The success of our Eagle Ford program to-date coupled with our expectations for lower well costs and higher rates of return have prompted us to allocate more capital to this play in 2014 than we originally budgeted.
Turning to the central region, we have retooled the organization, we have significantly reduced our rig count, we have made numerous process improvements and reprioritized our focus following our challenging first half 2014.
We are scaling back our traditional Granite Wash and Tonkawa plays in the Anadarko Basin and we are focusing more on our drilling program in the Canyon Lime play in Oldham and Potter County in Texas Panhandle. As of this morning, we had 16 rigs running in the Anadarko Basin and four in the promising Canyon Lime.
In our Duverney and Montney plays in Canada, we ran three rigs total and spud initial wells at the Duverney seventh well pad and drilled the first well at our Montney two well pad.
The Duverney and the Montney offer some of the best reservoir rock in North America and we are looking forward to these plays driving our strong production growth once we have optimized our well costs and our completions.
We are continuing to high-grade our North American asset base through the addition of leasehold in key growth areas and the sale of non-core acreage. During the quarter, we invested $520 million primarily in leasehold in the sweet spots of our key growth areas.
This opportunistic investment was the big driver of the capital cost increase you see in our financial table. We plan to fund our increased investment primarily through the sale of non-core North American assets which we currently have in the market.
We’re looking forward to sharing these details in our acreage purchases as well as providing an update on perspective asset sales on November 20th.
Looking ahead, we’re confident that our 2014 North American liquids production growth will come in at the higher end of our 15% to 18% guidance range which led predominantly by better-than-expected production out of our Permian region.
To sum it up, we are encouraged by the progress we're making in North America, both in our ability to drive cost out of the system as well as improve our well performance. And we are looking forward to providing a lot more detail in the next few weeks when we visit New York City.
Turning to our international operations, all three of our regions, North Sea, Egypt and Australia delivered profitable production growth and remain on track to generate significant free cash flow per year.
As a result, third quarter worldwide volumes came in slightly above the second quarter at 637,000 barrel equivalent per day, which is right in line with our internal expectations. In the North Sea, we completed our annual third quarter maintenance turnaround with no material delays.

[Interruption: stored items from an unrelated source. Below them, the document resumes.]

//! Cut an unlabeled labeling template from the processed records.
//!
//! Samples messages from the processed table and writes them as a
//! blank-line-delimited token file, one token per line — the input
//! artifact the `label` tool walks through.

use std::fs::{self, File};
use std::io::{BufReader, BufWriter, Write};
use std::path::PathBuf;

use anyhow::Context;
use clap::Parser;
use tracing::info;

use negade_core::text::Tokenizer;
use negade_corpus::records::read_records;
use negade_corpus::sample::sample_indices;

/// CLI arguments
#[derive(Parser)]
#[command(name = "make_template")]
#[command(about = "Sample messages into an unlabeled token file")]
#[command(version)]
struct Cli {
    /// Processed records table
    #[arg(short, long, default_value = "data/processed/preprocessed_messages.tsv")]
    input: PathBuf,

    /// Unlabeled token file for the label tool
    #[arg(short, long, default_value = "data/labeled/unlabeled_conll.txt")]
    output: PathBuf,

    /// How many messages to sample
    #[arg(short, long, default_value_t = 40)]
    count: usize,

    /// RNG seed, fixed so a cut can be reproduced
    #[arg(short, long, default_value_t = 7)]
    seed: u64,
}

fn main() -> anyhow::Result<()> {
    tracing_subscriber::fmt::init();

    let cli = Cli::parse();

    let file = File::open(&cli.input)
        .with_context(|| format!("failed to open processed records {}", cli.input.display()))?;
    let records = read_records(BufReader::new(file))?;

    let picked = sample_indices(cli.count, records.len(), cli.seed);
    info!(
        sampled = picked.len(),
        population = records.len(),
        seed = cli.seed,
        "sampled messages"
    );

    if let Some(parent) = cli.output.parent() {
        fs::create_dir_all(parent)?;
    }
    let mut out = BufWriter::new(
        File::create(&cli.output)
            .with_context(|| format!("failed to create {}", cli.output.display()))?,
    );

    let tokenizer = Tokenizer::new();
    let mut written = 0usize;
    for &idx in &picked {
        let tokens = tokenizer.tokenize(&records[idx].text);
        if tokens.is_empty() {
            continue;
        }
        for token in &tokens {
            writeln!(out, "{}", token.text)?;
        }
        writeln!(out)?;
        written += 1;
    }
    out.flush()?;

    println!("Wrote {written} messages to {}", cli.output.display());
    Ok(())
}
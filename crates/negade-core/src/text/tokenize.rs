//! Word-level tokenizer for normalized message text.

/// A token extracted from a message with positional information.
#[derive(Debug, Clone, PartialEq, Eq)]
pub struct Token {
    /// The token text content
    pub text: String,
    /// Start byte position in the original string
    pub start: usize,
    /// End byte position in the original string
    pub end: usize,
    /// Token index in the sequence
    pub index: usize,
}

/// Punctuation characters emitted as standalone tokens.
const STANDALONE: &[char] = &[
    '#', ',', '.', ':', ';', '?', '!', '(', ')', '[', ']', '{', '}', '-', '/', '፡', '፣', '።',
];

/// Tokenizer for normalized channel messages.
///
/// Splits on whitespace and breaks punctuation out into its own tokens, so
/// `"ዋጋ 500 ብር።"` yields four tokens with the full stop standing alone.
#[derive(Debug, Clone, Default)]
pub struct Tokenizer;

impl Tokenizer {
    /// Create a new tokenizer instance.
    pub fn new() -> Self {
        Self
    }

    /// Tokenize a message into a sequence of tokens.
    ///
    /// # Examples
    /// ```
    /// use negade_core::text::Tokenizer;
    ///
    /// let tokenizer = Tokenizer::new();
    /// let tokens = tokenizer.tokenize("ሴቶች ጫማ ዋጋ 2500 ብር።");
    /// assert_eq!(tokens.last().unwrap().text, "።");
    /// ```
    pub fn tokenize(&self, input: &str) -> Vec<Token> {
        let mut tokens = Vec::new();
        let mut current_start = 0;

        for (idx, c) in input.char_indices() {
            if c.is_whitespace() {
                if idx > current_start {
                    push_token(&mut tokens, &input[current_start..idx], current_start, idx);
                }
                current_start = idx + c.len_utf8();
            } else if STANDALONE.contains(&c) {
                if idx > current_start {
                    push_token(&mut tokens, &input[current_start..idx], current_start, idx);
                }
                let end = idx + c.len_utf8();
                push_token(&mut tokens, &input[idx..end], idx, end);
                current_start = end;
            }
        }

        // Emit final token if non-empty
        if current_start < input.len() {
            push_token(
                &mut tokens,
                &input[current_start..],
                current_start,
                input.len(),
            );
        }

        tokens
    }
}

fn push_token(tokens: &mut Vec<Token>, text: &str, start: usize, end: usize) {
    let index = tokens.len();
    tokens.push(Token {
        text: text.to_string(),
        start,
        end,
        index,
    });
}
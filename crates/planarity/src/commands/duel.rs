use anyhow::Result;
use colored::Colorize;
use tracing::warn;

use crate::bot::Autoplayer;
use crate::config::Config;
use crate::console::{Console, ConsolePlayer};
use crate::multiplayer::{MatchOutcome, MemoryBroker, Role, run_match};

pub fn run(role: Role, seed: Option<u64>) -> Result<()> {
    let config = Config::load_or_default();
    let runtime = super::runtime()?;
    let mut console = Console::new();
    runtime.block_on(play_match(&mut console, &config, role, seed))?;
    Ok(())
}

/// Play one match at the console against the autoplayer, which takes the
/// other role on a fresh in-memory broker.
pub(crate) async fn play_match(
    console: &mut Console,
    config: &Config,
    role: Role,
    seed: Option<u64>,
) -> Result<MatchOutcome> {
    let broker = MemoryBroker::new();
    let local_settings = config.match_settings(role);
    let bot_settings = config.match_settings(role.other());
    // Only the host side ever generates, so both can share the seed.
    let mut local_generator = super::generator(seed, config.generator_config())?;
    let mut bot_generator = super::generator(seed, config.generator_config())?;
    let mut bot = Autoplayer::new(config.bot_delay());

    println!(
        "{}",
        format!("Playing as {role} against the autoplayer. Type `start` when paired.").bold()
    );
    let outcome = {
        let mut player = ConsolePlayer::new(console);
        let local = run_match(&broker, &local_settings, &mut local_generator, &mut player);
        let remote = run_match(&broker, &bot_settings, &mut bot_generator, &mut bot);
        tokio::pin!(local);
        tokio::select! {
            outcome = &mut local => outcome,
            result = remote => {
                if let Err(e) = result {
                    warn!("autoplayer stopped: {e}");
                }
                local.await
            }
        }
    };
    console.settle().await;
    tracing::debug!(messages = broker.published().len(), "match traffic");
    let outcome = outcome?;

    match outcome {
        MatchOutcome::Won { score } => {
            println!("{}", format!("You won! Score {score}").green().bold())
        }
        MatchOutcome::Lost => println!("{}", "The autoplayer won this one.".red().bold()),
        MatchOutcome::Cancelled => println!("{}", "Match cancelled.".yellow()),
        MatchOutcome::Abandoned => println!(
            "{}",
            "Left mid-transfer; the autoplayer would have given up once its retries ran out.".yellow()
        ),
        MatchOutcome::Left => println!("{}", "You left the match.".yellow()),
    }
    Ok(outcome)
}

Production losses from scheduled downtime was partially offset by strong drilling results at Forties in our first well from The Forties Alpha Satellite Platform. In Egypt, we executed on a very active exploration and development program. During the quarter, we drilled eight new well discoveries in a call to concession.
One of the most notable of which was Meghar-08 which IPed at nearly 3200 barrels oil equivalent a day. And yesterday, we tested our [Matruh] (ph) number one exploration well on Western Shushan Basin for over 7000 barrels of oil per day. Operations and production in Egypt continued with no material disruptions during the quarter.
And finally in Australia, we made headway on several projects. Our Balnaves’ FPSO came online at the end of August and is currently producing at 18,000 barrels of oil per day net to our interest. We continue to progress our Coniston oil development and remain on track for first oil during the first half of 2015.
In closing, I want to reemphasize the strategic direction we laid out on our second quarter earnings call. We remain committed to exiting our two LNG projects, Wheatstone and Kitimat. And we are continuing to evaluate the separation of our international assets through either strategic transactions or the capital markets.
And with that, I’d like to turn it over to Anthony Lannie..
Thanks Steve. As mentioned earlier, we believe our North American onshore resource base is capable of driving strong growth and returns over the foreseeable future. And we continue to take important steps in that direction and allocate resources accordingly.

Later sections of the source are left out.